Tolle, lege

Tolle, lege. Fernando Sánchez Dragó

Es opinión bastante extendida, pero no del todo generalizada, la que sostiene que el paraíso es la niñez y que, cuando ésta acaba, el resto de la vida se convierte en algo similar a lo que debieron de sentir Adán y Eva cuando la inmisericorde cólera de Yavé los conminó a mudarse a un lugar oscuro y frío situado al este del Edén.

Yo no llego a tal extremo, pero me doy cuenta, inmerso ya en la ancianidad, de que una inercia invencible me empuja una y otra vez, cuando escribo, a evocar la infancia, pues en fue en su ámbito donde viví casi todo lo que merece ser contado y, desde luego, fui feliz. Me gusta la literatura alegre; no soy una persona depresiva.

En más de una ocasión he escrito que nací el día en que leí mi primer libro. Fue muy pronto, dos o tres años antes de que mi madre, viuda de guerra, me llevase al cole. Tuve la suerte de nacer en una casa en la que había libros: los que aportó mi padre, asesinado en Burgos al comienzo de la guerra civil, y los que poco a poco fue atesorando su desconsolada esposa, que era también, y lo fue hasta que la senectud enturbió sus pupilas y le nubló el juicio, una ávida lectora. 

Posteriormente llegó a esa misma casa mi padrastro por el cauce de las segundas nupcias de mi madre y lo hizo con sus propios libros. Así se fue formando la biblioteca en la que eché mis primeros dientes de lector. 

De lector y de escritor, pues sólo cabe ser lo segundo si antes y a la vez no se ha sido lo primero. 

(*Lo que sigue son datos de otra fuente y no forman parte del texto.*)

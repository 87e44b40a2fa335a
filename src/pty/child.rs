//! A program started through `tokio::process`, used by every backend except
//! the Windows pseudo-console.

use std::io;
use std::time::Duration;

use futures::future::BoxFuture;
use tokio::process::{Child, Command};
use tokio::task::JoinHandle;
use tokio::time::Instant;
use tracing::debug;

use super::{ExitStatus, ProcessSpec, RunningProcess, WindowSize};
use crate::error::{LaunchError, ResizeError, RuntimeError, SignalDeliveryError};
use crate::signals::Signal;

/// Terminal side kept alive for as long as the program runs.
pub(crate) trait Terminal: Send {
    fn resize(&self, size: WindowSize) -> io::Result<()>;
}

/// Builds a command with exactly the environment in `spec`.
pub(crate) fn command(spec: &ProcessSpec) -> Command {
    let mut cmd = Command::new(spec.program());
    cmd.args(spec.args()).env_clear();
    for (key, value) in spec.env.iter() {
        cmd.env(key, value);
    }
    if let Some(dir) = &spec.cwd {
        cmd.current_dir(dir);
    }
    cmd
}

pub(crate) fn spawn(mut cmd: Command) -> Result<Child, LaunchError> {
    // Dropping the command releases our copies of the child's stdio.
    cmd.spawn().map_err(|e| LaunchError::new("spawn", e))
}

pub struct ChildProcess {
    child: Child,
    pid: u32,
    terminal: Option<Box<dyn Terminal>>,
    pumps: Vec<JoinHandle<()>>,
    wait_delay: Duration,
    status: Option<ExitStatus>,
    drain_deadline: Option<Instant>,
}

impl ChildProcess {
    pub(crate) fn new(child: Child, wait_delay: Duration) -> Result<Self, LaunchError> {
        let pid = child.id().ok_or_else(|| {
            LaunchError::new("process id", io::Error::new(io::ErrorKind::Other, "child already reaped"))
        })?;
        Ok(Self {
            child,
            pid,
            terminal: None,
            pumps: Vec::new(),
            wait_delay,
            status: None,
            drain_deadline: None,
        })
    }

    pub(crate) fn with_terminal(mut self, terminal: Box<dyn Terminal>) -> Self {
        self.terminal = Some(terminal);
        self
    }

    /// Output pumps to drain before the exit status is reported.
    pub(crate) fn with_pumps(mut self, pumps: Vec<JoinHandle<()>>) -> Self {
        self.pumps = pumps;
        self
    }

    async fn wait_and_drain(&mut self) -> Result<ExitStatus, RuntimeError> {
        let status = match self.status {
            Some(status) => status,
            None => {
                let status = self.child.wait().await.map_err(RuntimeError::Wait)?;
                let status = ExitStatus::from(status);
                debug!("Child process {} exited: {:?}", self.pid, status);
                self.status = Some(status);
                self.drain_deadline = Some(Instant::now() + self.wait_delay);
                status
            }
        };

        let deadline = self.drain_deadline.unwrap_or_else(Instant::now);
        while let Some(pump) = self.pumps.last_mut() {
            if tokio::time::timeout_at(deadline, &mut *pump).await.is_err() {
                debug!("Output of {} still open after exit, abandoning it", self.pid);
                pump.abort();
            }
            self.pumps.pop();
        }
        Ok(status)
    }

    fn exited(&self) -> bool {
        self.status.is_some()
    }
}

impl RunningProcess for ChildProcess {
    fn pid(&self) -> u32 {
        self.pid
    }

    fn wait(&mut self) -> BoxFuture<'_, Result<ExitStatus, RuntimeError>> {
        Box::pin(self.wait_and_drain())
    }

    fn signal(&mut self, signal: Signal) -> Result<(), SignalDeliveryError> {
        let pid = self.pid;
        let failed = |source| SignalDeliveryError {
            signal: signal.name(),
            pid,
            source,
        };
        // Once reaped the pid may belong to someone else.
        if self.exited() {
            return Err(failed(io::Error::from(io::ErrorKind::NotFound)));
        }

        #[cfg(unix)]
        {
            use nix::sys::signal::kill;
            use nix::unistd::Pid;

            kill(Pid::from_raw(pid as i32), nix::sys::signal::Signal::from(signal))
                .map_err(|e| failed(e.into()))
        }
        #[cfg(not(unix))]
        {
            debug!("No native {} here, terminating {}", signal, pid);
            self.child.start_kill().map_err(failed)
        }
    }

    fn resize(&mut self, size: WindowSize) -> Result<(), ResizeError> {
        match &self.terminal {
            Some(terminal) => Ok(terminal.resize(size)?),
            None => Err(ResizeError::Unsupported),
        }
    }

    fn close(&mut self) -> io::Result<()> {
        self.terminal = None;
        for pump in self.pumps.drain(..) {
            pump.abort();
        }
        Ok(())
    }
}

En aquella biblioteca germinal de mi paraíso perdido, a la que con el correr del tiempo se sumaron los libros que me traían los Reyes Magos y los que yo mismo adquiría con mis escasos ahorrillos infantiles, había obras de todo tipo. Muchas de ellas están ahora en mi casona del pueblo soriano de Castilfrío. Las trasladé al morir, hace un par de años, el último habitante, y hermano mío, de la casa de Madrid en la que nací y en la que viví hasta que a los veintidós años contraje, estúpidamente, mi primer matrimonio, que no duró mucho, y alcé el vuelo de la independencia.

Edgar Wallace, Alejandro Dumas, Virgilio, Dante, Dostoievski, Rubén Darío, Campoamor, Amado Nervo, Antonio Machado, Shakespeare, la Biblia, Julio Camba, Cervantes, André Maurois, Wenceslao Fernández Flórez, Aldous Huxley, Jakob Wassermann, Cécil Roberts, Stefan Zweig, Pearl S. Buck, Louis Bromfield… De todo y de todos había en aquella biblioteca. ¡Menuda tropa! En sus filas hice por primera vez la mili. En sus líneas memoricé mis primeros versos. En sus páginas supe lo que era el amor, el sexo, la aventura, el misterio y la melancolía. Insisto en que tuve la inmensa suerte de nacer y crecer en el seno de una familia burguesa, acomodada, civilizada y, por ello, ilustrada.

Sigo ahora releyendo aquellos libros en mis ratos libres y acariciando sus lomos con la unción que lo sagrado merece. Palpitan y descansan al alcance de mi vista, en la mesilla de noche, desperdigados por mi despacho. Están vivos, respiran, chisporrotan, jadean. Me reconforta tenerlos cerca.

Si desgrano hoy en Posmodernia tan íntimas consideraciones es porque acabo de recibir el último libro de ese portentoso lector y fecundísimo escritor que se llama Toni Montesinos. Es poeta, novelista, ensayista, periodista, cronista y crítico literario. Si no lo conocen, apresúrense a leerlo. Es inagotable.

 El libro al que aludo se titula El fragmento honesto. Un diario de pasiones (2009-2021) y ha sido editado por la Universidad de Zaragoza. Extraigo de él este Elogio del lector infantil

«En una estación, repleta, llega el tren. Todo el mundo se mueve. Dos niñas, al fondo, en un banco, tras el esparcimiento humano. Nada las distrae. Atentas a sus tebeos, ningún ruido las turba ni las saca de su concentración de labios que, a menudo, silabean lo que leen. Envidia, desde mis ojos, de que las palabras, las frases, los dibujos capten su atención por entero. Un adulto lee, pero su atención está en otra parte. Un niño lee, y entonces, sólo lee. Algo que yo nunca ya podré hacer».

¿Estás seguro, Toni? Yo, en cierta ocasión, ya madurito, me caí a un canal en Venecia. Iba leyendo. El libro no se ahogó y yo tampoco. La lectura, además de vida, es también un salvavidas.